▸ **Your instructions**
A line belongs in the answer only if it contains the word "Duration"; copy every such line from the listing below.

START Data for analysis

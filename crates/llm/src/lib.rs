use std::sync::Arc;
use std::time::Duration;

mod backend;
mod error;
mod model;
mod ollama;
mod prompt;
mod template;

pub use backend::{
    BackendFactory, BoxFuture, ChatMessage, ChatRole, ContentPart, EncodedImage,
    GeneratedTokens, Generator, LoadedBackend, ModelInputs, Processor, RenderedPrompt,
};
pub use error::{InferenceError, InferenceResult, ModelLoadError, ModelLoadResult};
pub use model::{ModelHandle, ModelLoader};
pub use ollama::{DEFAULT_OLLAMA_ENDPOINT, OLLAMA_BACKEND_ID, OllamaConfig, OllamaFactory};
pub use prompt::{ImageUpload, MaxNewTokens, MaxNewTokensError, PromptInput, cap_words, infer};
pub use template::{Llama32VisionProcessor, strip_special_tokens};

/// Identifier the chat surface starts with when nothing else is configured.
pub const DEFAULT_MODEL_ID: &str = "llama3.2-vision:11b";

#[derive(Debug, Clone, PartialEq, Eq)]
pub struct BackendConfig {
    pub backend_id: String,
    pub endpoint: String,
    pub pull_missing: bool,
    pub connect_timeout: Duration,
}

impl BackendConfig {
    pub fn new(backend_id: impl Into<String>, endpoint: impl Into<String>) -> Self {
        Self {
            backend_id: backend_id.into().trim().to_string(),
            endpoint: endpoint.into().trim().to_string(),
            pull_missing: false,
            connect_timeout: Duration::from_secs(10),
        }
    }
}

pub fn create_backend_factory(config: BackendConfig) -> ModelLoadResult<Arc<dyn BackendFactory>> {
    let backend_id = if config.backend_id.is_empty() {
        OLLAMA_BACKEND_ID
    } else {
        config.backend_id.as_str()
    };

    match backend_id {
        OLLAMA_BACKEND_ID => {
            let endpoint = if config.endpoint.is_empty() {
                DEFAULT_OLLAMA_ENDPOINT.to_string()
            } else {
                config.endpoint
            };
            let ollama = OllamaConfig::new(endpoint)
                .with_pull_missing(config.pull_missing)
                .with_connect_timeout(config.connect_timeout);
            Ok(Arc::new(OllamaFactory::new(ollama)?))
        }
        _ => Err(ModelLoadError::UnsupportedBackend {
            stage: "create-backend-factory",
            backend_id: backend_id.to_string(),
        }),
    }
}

END Data for analysis
START Data for analysis

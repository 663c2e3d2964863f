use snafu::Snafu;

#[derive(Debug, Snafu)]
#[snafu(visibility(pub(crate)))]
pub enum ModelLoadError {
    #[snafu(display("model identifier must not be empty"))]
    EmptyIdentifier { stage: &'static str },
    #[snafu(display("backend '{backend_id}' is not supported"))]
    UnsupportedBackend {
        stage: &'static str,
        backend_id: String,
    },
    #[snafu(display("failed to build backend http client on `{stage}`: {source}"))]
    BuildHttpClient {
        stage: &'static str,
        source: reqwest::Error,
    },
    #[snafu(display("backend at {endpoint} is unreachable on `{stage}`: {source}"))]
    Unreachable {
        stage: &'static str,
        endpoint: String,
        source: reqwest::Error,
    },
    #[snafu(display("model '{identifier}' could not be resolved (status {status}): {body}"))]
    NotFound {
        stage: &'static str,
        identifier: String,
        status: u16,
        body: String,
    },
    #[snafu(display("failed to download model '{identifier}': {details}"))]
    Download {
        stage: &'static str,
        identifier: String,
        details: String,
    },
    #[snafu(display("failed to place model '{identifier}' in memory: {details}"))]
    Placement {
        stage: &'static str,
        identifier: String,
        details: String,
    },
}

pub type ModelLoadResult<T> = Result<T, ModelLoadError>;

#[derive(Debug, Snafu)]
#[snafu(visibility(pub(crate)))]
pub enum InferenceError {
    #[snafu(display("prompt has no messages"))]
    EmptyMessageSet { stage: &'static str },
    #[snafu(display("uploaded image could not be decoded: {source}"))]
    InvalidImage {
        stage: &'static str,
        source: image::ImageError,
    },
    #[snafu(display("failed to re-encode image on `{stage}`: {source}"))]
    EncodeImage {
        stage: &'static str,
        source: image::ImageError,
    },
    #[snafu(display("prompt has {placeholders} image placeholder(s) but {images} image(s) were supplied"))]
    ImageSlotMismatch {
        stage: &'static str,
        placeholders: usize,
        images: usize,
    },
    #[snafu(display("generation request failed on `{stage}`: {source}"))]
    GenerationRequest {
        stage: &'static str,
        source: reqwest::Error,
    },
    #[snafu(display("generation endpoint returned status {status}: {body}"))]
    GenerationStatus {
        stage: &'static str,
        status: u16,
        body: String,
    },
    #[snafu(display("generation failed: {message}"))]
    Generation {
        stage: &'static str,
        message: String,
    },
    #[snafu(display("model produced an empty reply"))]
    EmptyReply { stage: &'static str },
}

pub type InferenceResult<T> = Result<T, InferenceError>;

END Data for analysis

▸ **Answer to the exercise**
use std::time::Duration;
    pub connect_timeout: Duration,
            connect_timeout: Duration::from_secs(10),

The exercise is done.